Although there has been considerable publicity recently concerning the UK government’s alleged anti-immigration stance, the rules are not in themselves designed as a means to restrict movement to the UK. Rather, they are intended to ensure that migrant workers are who they say they are, that they are travelling to the UK for the purposes they declare and that they are not likely to engage in criminal activity – as evidenced by previous criminal convictions or visa breaches.
Burden of Proof
However, the rules are implemented in such a way that the responsibility to meet the application criteria in full rests at all times with the applicant. For example, it is formally recognised that applicants with false or forged papers may not actually be aware that their papers are not genuine. However, irrespective of whether or not the applicant knows their papers to be forgeries (or copies), the presence of false documentation is itself enough to prompt a UK visa refusal.
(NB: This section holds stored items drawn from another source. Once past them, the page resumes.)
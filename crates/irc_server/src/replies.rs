//! Numeric reply formatting (RFC 2812 §5). Each function renders exactly
//! one line (without the trailing `\r\n`, which the caller's output buffer
//! appends); the server's own prefix (`:<server-name>`) is threaded through
//! every call rather than hard-coded, since the server name is configurable.

use crate::constants::*;

/// Shared shape for most error replies: `:server CODE target [param] :text [end]`,
/// matching the reference implementation's generic error-message builder.
pub fn err_generic(server: &str, target: &str, code: u16, param: &str, text: &str, end: &str) -> String {
    let mut s = format!(":{server} {code:03} {target} ");
    if !param.is_empty() {
        s.push_str(param);
        s.push(' ');
    }
    s.push(':');
    s.push_str(text);
    if !end.is_empty() {
        s.push(' ');
        s.push_str(end);
    }
    s
}

pub fn err_no_such_nick(server: &str, target: &str, nick: &str) -> String {
    err_generic(server, target, ERR_NOSUCHNICK_NB, nick, ERR_NOSUCHNICK_STR, "")
}

pub fn err_no_such_server(server: &str, target: &str, attempted: &str) -> String {
    err_generic(server, target, ERR_NOSUCHSERVER_NB, attempted, ERR_NOSUCHSERVER_STR, "")
}

pub fn err_no_such_channel(server: &str, target: &str, channel: &str) -> String {
    err_generic(server, target, ERR_NOSUCHCHANNEL_NB, channel, ERR_NOSUCHCHANNEL_STR, "")
}

pub fn err_cannot_send_to_chan(server: &str, target: &str, channel: &str) -> String {
    err_generic(server, target, ERR_CANNOTSENDTOCHAN_NB, channel, ERR_CANNOTSENDTOCHAN_STR, "")
}

pub fn err_no_origin(server: &str, target: &str) -> String {
    err_generic(server, target, ERR_NOORIGIN_NB, "", ERR_NOORIGIN_STR, "")
}

pub fn err_no_recipient(server: &str, target: &str, command: &str) -> String {
    err_generic(server, target, ERR_NORECIPIENT_NB, "", &format!("{ERR_NORECIPIENT_STR} ({command})"), "")
}

pub fn err_no_text_to_send(server: &str, target: &str) -> String {
    err_generic(server, target, ERR_NOTEXTTOSEND_NB, "", ERR_NOTEXTTOSEND_STR, "")
}

pub fn err_unknown_command(server: &str, target: &str, command: &str) -> String {
    err_generic(server, target, ERR_UNKNOWNCOMMAND_NB, command, ERR_UNKNOWNCOMMAND_STR, "")
}

pub fn err_no_nickname_given(server: &str, target: &str) -> String {
    err_generic(server, target, ERR_NONICKNAMEGIVEN_NB, "", ERR_NONICKNAMEGIVEN_STR, "")
}

pub fn err_erroneus_nickname(server: &str, target: &str, attempted: &str) -> String {
    err_generic(server, target, ERR_ERRONEUSNICKNAME_NB, attempted, ERR_ERRONEUSNICKNAME_STR, "")
}

pub fn err_nickname_in_use(server: &str, target: &str, attempted: &str) -> String {
    err_generic(server, target, ERR_NICKNAMEINUSE_NB, attempted, ERR_NICKNAMEINUSE_STR, "")
}

pub fn err_user_not_in_channel(server: &str, target: &str, nick: &str, channel: &str) -> String {
    err_generic(server, target, ERR_USERNOTINCHANNEL_NB, nick, ERR_USERNOTINCHANNEL_STR, channel)
}

pub fn err_not_on_channel(server: &str, target: &str, channel: &str) -> String {
    err_generic(server, target, ERR_NOTONCHANNEL_NB, channel, ERR_NOTONCHANNEL_STR, "")
}

pub fn err_user_on_channel(server: &str, target: &str, nick: &str, channel: &str) -> String {
    err_generic(server, target, ERR_USERONCHANNEL_NB, nick, ERR_USERONCHANNEL_STR, channel)
}

pub fn err_not_registered(server: &str, target: &str) -> String {
    err_generic(server, target, ERR_NOTREGISTERED_NB, "", ERR_NOTREGISTERED_STR, "")
}

pub fn err_need_more_params(server: &str, target: &str, command: &str) -> String {
    err_generic(server, target, ERR_NEEDMOREPARAMS_NB, command, ERR_NEEDMOREPARAMS_STR, "")
}

pub fn err_already_registered(server: &str, target: &str) -> String {
    err_generic(server, target, ERR_ALREADYREGISTRED_NB, "", ERR_ALREADYREGISTRED_STR, "")
}

pub fn err_passwd_mismatch(server: &str, target: &str) -> String {
    err_generic(server, target, ERR_PASSWDMISMATCH_NB, "", ERR_PASSWDMISMATCH_STR, "")
}

pub fn err_channel_is_full(server: &str, target: &str, channel: &str) -> String {
    err_generic(server, target, ERR_CHANNELISFULL_NB, channel, ERR_CHANNELISFULL_STR, "")
}

pub fn err_unknown_mode(server: &str, target: &str, mode_char: char, channel: &str) -> String {
    err_generic(
        server,
        target,
        ERR_UNKNOWNMODE_NB,
        &mode_char.to_string(),
        ERR_UNKNOWNMODE_STR,
        channel,
    )
}

pub fn err_invite_only_chan(server: &str, target: &str, channel: &str) -> String {
    err_generic(server, target, ERR_INVITEONLYCHAN_NB, channel, ERR_INVITEONLYCHAN_STR, "")
}

pub fn err_bad_channel_key(server: &str, target: &str, channel: &str) -> String {
    err_generic(server, target, ERR_BADCHANNELKEY_NB, channel, ERR_BADCHANNELKEY_STR, "")
}

pub fn err_chan_o_priv_needed(server: &str, target: &str, channel: &str) -> String {
    err_generic(server, target, ERR_CHANOPRIVSNEEDED_NB, channel, ERR_CHANOPRIVSNEEDED_STR, "")
}

// --- RPL_* replies: each has its own body shape, so these are not routed
// through `err_generic`. ---

pub fn welcome(server: &str, nick: &str, user: &str, host: &str) -> String {
    format!(
        ":{server} {RPL_WELCOME:03} {nick} :Welcome to the Internet Relay Network {nick}!~{user}@{host}"
    )
}

pub fn your_host(server: &str, nick: &str) -> String {
    format!(":{server} {RPL_YOURHOST:03} {nick} :Your host is {server}, running version {SERVER_VERSION}")
}

pub fn created(server: &str, nick: &str, created_at: &str) -> String {
    format!(":{server} {RPL_CREATED:03} {nick} :This server was created {created_at}")
}

pub fn my_info(server: &str, nick: &str) -> String {
    format!(":{server} {RPL_MYINFO:03} {nick} {server} {SERVER_VERSION} - {USER_MODES}")
}

pub fn whois_user(server: &str, nick: &str, target_nick: &str, target_user: &str, target_host: &str, realname: &str) -> String {
    format!(":{server} {RPL_WHOISUSER:03} {nick} {target_nick} ~{target_user} {target_host} * :{realname}")
}

pub fn whois_server(server: &str, nick: &str, target_nick: &str) -> String {
    format!(":{server} {RPL_WHOISSERVER:03} {nick} {target_nick} {server} :rustirc server")
}

pub fn whois_idle(server: &str, nick: &str, target_nick: &str, idle_seconds: u64) -> String {
    format!(":{server} {RPL_WHOISIDLE:03} {nick} {target_nick} {idle_seconds} :seconds idle")
}

pub fn whois_channels(server: &str, nick: &str, target_nick: &str, channels: &str) -> String {
    format!(":{server} {RPL_WHOISCHANNELS:03} {nick} {target_nick} :{channels}")
}

pub fn end_of_whois(server: &str, nick: &str, target_nick: &str) -> String {
    format!(":{server} {RPL_ENDOFWHOIS:03} {nick} {target_nick} :End of WHOIS list")
}

pub fn list(server: &str, nick: &str, channel: &str, member_count: usize, topic: &str) -> String {
    format!(":{server} {RPL_LIST:03} {nick} {channel} {member_count} :{topic}")
}

pub fn list_end(server: &str, nick: &str) -> String {
    format!(":{server} {RPL_LISTEND:03} {nick} :End of LIST")
}

pub fn channel_mode_is(server: &str, nick: &str, channel: &str, modes: &str) -> String {
    format!(":{server} {RPL_CHANNELMODEIS:03} {nick} {channel} {modes}")
}

pub fn no_topic(server: &str, nick: &str, channel: &str) -> String {
    format!(":{server} {RPL_NOTOPIC:03} {nick} {channel} :No topic is set")
}

pub fn topic(server: &str, nick: &str, channel: &str, topic: &str) -> String {
    format!(":{server} {RPL_TOPIC:03} {nick} {channel} :{topic}")
}

pub fn inviting(server: &str, nick: &str, channel: &str, target_nick: &str) -> String {
    format!(":{server} {RPL_INVITING:03} {nick} {channel} {target_nick}")
}

pub fn name_reply(server: &str, nick: &str, channel: &str, names: &str) -> String {
    format!(":{server} {RPL_NAMREPLY:03} {nick} = {channel} :{names}")
}

pub fn end_of_names(server: &str, nick: &str, channel: &str) -> String {
    format!(":{server} {RPL_ENDOFNAMES:03} {nick} {channel} :End of NAMES list")
}

pub fn rpl_time(server: &str, nick: &str, time_str: &str) -> String {
    format!(":{server} {RPL_TIME:03} {nick} {server} :{time_str}")
}

#[cfg(test)]
mod tests {
    use super::*;

    #[test]
    fn welcome_matches_reference_shape() {
        let line = welcome("localhost", "alice", "alice", "*");
        assert_eq!(
            line,
            ":localhost 001 alice :Welcome to the Internet Relay Network alice!~alice@*"
        );
    }

    #[test]
    fn err_nickname_in_use_uses_star_for_unregistered_sender() {
        let line = err_nickname_in_use("localhost", "*", "alice");
        assert_eq!(line, ":localhost 433 * alice :Nickname is already in use");
    }

    #[test]
    fn err_unknown_mode_carries_channel_as_trailing_end() {
        let line = err_unknown_mode("localhost", "alice", 'q', "#room");
        assert_eq!(line, ":localhost 472 alice q :is unknown mode char to me #room");
    }

    #[test]
    fn name_reply_lists_operators_with_at_prefix() {
        let line = name_reply("localhost", "alice", "#lobby", "@alice");
        assert_eq!(line, ":localhost 353 alice = #lobby :@alice");
    }
}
In effect any burden of proof rests with the applicant.
Bias Towards Rejection
The recent case of Palestinian medics planning to attend an international conference on trauma in war zones at Kingston University illustrates just how sharply the regulations are now applied. The applicants were apparently told that their visas were rejected in this instance because the British Consulate suspected that those involved might not return to Gaza. Such a tentative, conditional suggestion appears to have been deemed sufficient ground to reject the visas in this instance.
UK visa refusals are at an all-time high.